Problem description:
Find the word "program" in the records and copy every line where it occurs.

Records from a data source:
= Beginning of Section =

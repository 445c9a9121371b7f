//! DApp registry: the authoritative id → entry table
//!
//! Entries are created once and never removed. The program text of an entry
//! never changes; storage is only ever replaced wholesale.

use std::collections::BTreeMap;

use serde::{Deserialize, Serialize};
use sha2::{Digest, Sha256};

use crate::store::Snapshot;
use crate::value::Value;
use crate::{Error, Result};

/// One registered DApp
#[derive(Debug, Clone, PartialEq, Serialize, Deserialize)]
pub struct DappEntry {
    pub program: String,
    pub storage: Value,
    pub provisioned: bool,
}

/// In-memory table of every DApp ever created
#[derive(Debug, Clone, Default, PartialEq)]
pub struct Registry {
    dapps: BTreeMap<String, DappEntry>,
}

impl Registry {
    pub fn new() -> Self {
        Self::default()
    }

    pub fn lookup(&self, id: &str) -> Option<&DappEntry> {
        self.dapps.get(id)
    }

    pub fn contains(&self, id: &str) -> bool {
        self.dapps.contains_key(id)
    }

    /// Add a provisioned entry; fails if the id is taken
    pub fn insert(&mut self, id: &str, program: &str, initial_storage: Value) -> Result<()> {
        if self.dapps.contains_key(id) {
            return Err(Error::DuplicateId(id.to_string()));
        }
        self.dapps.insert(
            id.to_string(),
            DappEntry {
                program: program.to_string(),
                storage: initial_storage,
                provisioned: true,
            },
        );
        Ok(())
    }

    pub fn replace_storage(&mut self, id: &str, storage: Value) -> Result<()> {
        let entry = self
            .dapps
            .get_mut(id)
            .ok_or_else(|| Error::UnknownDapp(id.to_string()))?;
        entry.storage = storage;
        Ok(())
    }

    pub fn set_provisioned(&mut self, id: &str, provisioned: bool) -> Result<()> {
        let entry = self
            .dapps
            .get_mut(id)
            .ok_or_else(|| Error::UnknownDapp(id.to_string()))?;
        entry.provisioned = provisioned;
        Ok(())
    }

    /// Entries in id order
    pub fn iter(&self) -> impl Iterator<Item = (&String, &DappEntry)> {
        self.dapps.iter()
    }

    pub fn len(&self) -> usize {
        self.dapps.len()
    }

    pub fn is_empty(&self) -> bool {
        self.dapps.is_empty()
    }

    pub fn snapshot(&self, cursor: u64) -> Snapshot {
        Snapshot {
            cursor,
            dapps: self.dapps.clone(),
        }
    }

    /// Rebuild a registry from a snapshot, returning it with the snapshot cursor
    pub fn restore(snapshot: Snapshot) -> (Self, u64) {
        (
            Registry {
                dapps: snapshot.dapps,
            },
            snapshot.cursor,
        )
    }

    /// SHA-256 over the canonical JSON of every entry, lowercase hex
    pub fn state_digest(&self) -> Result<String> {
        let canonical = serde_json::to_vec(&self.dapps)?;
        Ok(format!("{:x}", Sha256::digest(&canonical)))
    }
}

= End of Section =

Written reply:
//! Entries are created once and never removed. The program text of an entry
    pub program: String,
    pub fn insert(&mut self, id: &str, program: &str, initial_storage: Value) -> Result<()> {
                program: program.to_string(),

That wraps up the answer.